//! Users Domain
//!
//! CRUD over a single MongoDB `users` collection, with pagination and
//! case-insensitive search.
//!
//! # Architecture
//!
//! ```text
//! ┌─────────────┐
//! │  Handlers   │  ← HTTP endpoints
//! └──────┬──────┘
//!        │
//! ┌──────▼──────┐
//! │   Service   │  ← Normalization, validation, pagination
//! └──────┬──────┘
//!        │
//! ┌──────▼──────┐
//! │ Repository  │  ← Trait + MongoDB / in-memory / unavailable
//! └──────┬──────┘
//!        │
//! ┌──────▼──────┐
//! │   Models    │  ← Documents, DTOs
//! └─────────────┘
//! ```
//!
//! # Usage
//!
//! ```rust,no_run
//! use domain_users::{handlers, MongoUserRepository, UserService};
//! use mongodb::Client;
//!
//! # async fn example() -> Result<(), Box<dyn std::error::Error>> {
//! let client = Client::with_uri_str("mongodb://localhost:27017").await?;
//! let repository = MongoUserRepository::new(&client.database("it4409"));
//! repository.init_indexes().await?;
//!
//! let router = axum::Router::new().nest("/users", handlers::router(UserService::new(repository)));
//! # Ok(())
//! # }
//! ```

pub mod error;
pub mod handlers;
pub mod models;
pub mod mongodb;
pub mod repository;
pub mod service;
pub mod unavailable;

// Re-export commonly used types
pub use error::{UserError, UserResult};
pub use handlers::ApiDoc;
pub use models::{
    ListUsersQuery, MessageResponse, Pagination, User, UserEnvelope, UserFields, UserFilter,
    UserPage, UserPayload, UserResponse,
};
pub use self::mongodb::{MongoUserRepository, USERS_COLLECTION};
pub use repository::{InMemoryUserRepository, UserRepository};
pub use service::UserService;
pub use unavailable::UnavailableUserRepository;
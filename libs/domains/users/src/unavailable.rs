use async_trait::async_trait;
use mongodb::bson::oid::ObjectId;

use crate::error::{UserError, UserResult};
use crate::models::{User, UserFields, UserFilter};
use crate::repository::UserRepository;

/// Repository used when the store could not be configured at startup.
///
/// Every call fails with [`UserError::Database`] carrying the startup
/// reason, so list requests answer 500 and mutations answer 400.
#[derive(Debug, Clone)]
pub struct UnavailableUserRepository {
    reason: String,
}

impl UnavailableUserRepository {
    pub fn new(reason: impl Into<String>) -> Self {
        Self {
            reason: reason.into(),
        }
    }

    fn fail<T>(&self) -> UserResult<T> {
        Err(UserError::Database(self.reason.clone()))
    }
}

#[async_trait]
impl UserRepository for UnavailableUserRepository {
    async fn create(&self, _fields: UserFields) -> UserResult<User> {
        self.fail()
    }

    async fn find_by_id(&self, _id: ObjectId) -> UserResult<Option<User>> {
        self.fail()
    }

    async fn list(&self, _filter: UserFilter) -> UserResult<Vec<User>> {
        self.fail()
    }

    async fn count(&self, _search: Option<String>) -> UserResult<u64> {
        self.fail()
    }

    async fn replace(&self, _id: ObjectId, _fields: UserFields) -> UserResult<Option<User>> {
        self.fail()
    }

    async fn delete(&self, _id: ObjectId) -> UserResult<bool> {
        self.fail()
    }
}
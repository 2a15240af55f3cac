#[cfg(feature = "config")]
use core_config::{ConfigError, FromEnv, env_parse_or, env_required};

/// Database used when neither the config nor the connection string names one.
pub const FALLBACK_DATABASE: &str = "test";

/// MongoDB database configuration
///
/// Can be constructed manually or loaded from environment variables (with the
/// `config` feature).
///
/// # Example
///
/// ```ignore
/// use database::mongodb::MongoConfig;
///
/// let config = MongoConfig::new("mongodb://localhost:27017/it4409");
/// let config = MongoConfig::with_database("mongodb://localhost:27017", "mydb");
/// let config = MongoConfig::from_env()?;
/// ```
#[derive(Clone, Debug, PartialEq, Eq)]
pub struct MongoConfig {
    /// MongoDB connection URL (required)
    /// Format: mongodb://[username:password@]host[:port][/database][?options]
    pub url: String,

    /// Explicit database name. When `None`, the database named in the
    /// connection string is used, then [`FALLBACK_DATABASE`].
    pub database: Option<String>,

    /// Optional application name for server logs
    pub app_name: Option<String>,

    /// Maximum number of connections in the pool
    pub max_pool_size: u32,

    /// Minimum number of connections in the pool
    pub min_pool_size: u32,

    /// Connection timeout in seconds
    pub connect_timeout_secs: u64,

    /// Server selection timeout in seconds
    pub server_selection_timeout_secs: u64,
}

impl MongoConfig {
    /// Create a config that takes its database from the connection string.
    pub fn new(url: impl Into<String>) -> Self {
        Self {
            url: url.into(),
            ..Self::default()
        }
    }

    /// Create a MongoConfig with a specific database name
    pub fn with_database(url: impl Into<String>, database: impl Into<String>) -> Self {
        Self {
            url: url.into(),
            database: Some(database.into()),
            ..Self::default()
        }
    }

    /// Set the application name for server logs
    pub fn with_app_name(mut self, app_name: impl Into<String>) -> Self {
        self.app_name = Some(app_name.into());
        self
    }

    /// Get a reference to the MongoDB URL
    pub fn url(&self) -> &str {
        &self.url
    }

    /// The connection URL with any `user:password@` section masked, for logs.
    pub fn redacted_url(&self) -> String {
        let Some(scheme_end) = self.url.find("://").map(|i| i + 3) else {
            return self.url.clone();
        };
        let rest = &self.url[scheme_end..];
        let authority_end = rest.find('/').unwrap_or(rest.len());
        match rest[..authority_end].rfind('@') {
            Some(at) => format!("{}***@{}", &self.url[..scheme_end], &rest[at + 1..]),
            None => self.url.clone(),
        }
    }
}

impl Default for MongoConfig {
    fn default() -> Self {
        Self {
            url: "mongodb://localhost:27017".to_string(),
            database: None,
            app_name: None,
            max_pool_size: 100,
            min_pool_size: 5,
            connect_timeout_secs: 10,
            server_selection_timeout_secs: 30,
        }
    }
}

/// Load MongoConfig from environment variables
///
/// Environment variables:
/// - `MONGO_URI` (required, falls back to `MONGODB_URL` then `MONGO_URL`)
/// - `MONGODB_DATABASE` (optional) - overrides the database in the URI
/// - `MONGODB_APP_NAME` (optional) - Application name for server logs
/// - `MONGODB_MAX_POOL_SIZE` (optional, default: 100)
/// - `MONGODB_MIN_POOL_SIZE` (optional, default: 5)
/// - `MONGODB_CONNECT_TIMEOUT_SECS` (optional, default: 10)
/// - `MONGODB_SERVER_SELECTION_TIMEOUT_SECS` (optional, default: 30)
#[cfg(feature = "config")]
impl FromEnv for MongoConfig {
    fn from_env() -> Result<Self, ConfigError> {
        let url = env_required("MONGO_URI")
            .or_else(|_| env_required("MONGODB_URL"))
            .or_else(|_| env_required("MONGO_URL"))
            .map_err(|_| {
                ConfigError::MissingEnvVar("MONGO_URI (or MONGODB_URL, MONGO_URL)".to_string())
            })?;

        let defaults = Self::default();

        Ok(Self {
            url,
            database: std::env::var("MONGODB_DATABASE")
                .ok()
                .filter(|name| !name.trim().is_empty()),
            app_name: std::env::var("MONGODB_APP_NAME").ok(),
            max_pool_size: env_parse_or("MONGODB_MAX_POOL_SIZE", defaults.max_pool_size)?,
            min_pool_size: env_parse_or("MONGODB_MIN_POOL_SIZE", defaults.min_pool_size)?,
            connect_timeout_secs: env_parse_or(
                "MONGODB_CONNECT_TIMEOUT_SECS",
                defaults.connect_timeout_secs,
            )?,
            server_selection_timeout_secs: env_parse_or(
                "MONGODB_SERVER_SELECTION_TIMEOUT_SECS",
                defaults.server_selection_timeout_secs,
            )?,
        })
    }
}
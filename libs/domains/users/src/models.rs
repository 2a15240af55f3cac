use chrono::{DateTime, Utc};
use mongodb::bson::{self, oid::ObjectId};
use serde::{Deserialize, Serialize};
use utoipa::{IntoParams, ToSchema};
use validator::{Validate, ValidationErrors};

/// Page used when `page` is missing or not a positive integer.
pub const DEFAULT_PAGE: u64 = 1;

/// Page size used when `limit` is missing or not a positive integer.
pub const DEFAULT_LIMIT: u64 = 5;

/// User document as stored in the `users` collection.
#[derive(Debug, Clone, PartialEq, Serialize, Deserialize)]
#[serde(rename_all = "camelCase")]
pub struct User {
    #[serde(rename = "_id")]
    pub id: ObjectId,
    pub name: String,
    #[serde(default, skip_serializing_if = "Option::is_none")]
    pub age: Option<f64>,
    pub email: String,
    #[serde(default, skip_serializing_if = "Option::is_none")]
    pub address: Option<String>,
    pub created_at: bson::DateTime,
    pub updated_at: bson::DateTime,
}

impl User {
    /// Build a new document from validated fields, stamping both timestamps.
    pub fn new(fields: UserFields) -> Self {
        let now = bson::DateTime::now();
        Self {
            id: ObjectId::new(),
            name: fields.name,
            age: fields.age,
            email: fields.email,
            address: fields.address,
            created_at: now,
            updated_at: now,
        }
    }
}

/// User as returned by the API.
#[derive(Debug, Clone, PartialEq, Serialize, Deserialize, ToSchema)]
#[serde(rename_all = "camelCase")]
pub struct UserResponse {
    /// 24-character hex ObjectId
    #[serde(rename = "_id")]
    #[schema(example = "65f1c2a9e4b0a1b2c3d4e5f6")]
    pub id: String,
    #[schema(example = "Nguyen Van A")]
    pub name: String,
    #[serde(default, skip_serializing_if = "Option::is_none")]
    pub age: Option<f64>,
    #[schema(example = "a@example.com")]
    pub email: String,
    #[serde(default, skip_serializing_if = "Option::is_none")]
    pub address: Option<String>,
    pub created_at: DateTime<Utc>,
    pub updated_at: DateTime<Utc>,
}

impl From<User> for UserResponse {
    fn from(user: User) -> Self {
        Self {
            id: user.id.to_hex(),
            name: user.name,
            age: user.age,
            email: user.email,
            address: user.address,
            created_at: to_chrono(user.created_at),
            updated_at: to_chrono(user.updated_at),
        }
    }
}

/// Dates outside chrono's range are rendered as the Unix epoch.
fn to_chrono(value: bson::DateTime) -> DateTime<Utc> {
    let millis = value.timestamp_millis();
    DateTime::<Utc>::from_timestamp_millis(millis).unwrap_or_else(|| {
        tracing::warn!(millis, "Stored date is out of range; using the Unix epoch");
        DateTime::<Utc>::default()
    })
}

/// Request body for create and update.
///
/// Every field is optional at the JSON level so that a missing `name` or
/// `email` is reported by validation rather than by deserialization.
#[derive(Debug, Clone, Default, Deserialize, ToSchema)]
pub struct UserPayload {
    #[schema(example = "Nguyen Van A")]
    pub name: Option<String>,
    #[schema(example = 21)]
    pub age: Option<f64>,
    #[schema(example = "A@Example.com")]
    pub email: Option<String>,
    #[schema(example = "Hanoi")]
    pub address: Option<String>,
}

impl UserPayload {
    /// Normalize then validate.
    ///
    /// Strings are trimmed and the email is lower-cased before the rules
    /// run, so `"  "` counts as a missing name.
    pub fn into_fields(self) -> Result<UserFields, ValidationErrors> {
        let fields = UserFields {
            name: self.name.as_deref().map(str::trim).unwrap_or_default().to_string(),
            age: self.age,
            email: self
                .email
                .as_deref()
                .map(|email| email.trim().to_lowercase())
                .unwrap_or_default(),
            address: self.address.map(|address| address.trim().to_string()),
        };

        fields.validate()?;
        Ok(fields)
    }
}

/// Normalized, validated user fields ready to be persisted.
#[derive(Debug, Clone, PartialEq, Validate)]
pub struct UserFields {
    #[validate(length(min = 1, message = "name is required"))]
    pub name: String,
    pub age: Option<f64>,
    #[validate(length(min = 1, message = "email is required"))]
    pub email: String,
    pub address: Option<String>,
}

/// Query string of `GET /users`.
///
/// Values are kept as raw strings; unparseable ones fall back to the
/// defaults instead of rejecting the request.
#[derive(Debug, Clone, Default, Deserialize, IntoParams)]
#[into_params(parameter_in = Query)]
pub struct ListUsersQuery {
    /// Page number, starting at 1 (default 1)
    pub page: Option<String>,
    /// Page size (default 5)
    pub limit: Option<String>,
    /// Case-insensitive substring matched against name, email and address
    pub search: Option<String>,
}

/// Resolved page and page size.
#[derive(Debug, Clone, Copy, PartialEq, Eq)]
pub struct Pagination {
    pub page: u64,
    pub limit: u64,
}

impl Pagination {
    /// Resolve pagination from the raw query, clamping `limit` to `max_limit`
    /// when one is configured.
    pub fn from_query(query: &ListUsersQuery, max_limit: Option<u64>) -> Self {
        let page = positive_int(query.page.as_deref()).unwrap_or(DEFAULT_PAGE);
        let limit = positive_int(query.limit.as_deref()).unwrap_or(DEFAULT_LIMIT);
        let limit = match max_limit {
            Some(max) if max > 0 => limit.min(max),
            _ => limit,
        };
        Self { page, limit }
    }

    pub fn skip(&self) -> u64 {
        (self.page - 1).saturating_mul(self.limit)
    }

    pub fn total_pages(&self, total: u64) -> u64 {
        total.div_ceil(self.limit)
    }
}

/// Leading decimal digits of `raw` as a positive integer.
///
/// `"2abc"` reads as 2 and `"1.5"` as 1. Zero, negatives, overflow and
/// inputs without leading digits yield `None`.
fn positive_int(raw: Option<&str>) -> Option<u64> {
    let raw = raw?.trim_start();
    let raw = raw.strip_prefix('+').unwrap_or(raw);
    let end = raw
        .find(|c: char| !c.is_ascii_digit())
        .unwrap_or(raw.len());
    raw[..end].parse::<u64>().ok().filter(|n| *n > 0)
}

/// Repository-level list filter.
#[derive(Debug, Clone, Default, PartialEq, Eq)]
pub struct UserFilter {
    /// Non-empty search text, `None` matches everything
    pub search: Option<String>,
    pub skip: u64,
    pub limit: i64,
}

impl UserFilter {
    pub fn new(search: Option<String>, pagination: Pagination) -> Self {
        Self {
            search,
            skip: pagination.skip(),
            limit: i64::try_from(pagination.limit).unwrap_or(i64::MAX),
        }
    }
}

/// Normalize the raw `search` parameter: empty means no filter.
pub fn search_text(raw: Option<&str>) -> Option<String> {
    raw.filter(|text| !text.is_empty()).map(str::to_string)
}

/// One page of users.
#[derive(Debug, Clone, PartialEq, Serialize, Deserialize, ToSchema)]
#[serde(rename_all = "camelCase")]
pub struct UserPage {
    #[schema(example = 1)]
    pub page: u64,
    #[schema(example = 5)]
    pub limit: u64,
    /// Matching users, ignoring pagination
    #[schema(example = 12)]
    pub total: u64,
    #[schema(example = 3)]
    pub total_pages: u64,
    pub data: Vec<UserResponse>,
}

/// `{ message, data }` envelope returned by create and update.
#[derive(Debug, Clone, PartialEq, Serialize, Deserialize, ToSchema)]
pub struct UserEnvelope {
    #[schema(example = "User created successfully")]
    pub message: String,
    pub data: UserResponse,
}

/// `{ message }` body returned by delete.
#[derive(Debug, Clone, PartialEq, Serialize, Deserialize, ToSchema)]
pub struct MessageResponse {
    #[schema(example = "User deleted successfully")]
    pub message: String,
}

| Work instructions |
Select the lines in this material that hold the word "UserPayload", leaving none out.

| Reply to the exercise |
    UserPage, UserPayload, UserResponse,
pub struct UserPayload {
impl UserPayload {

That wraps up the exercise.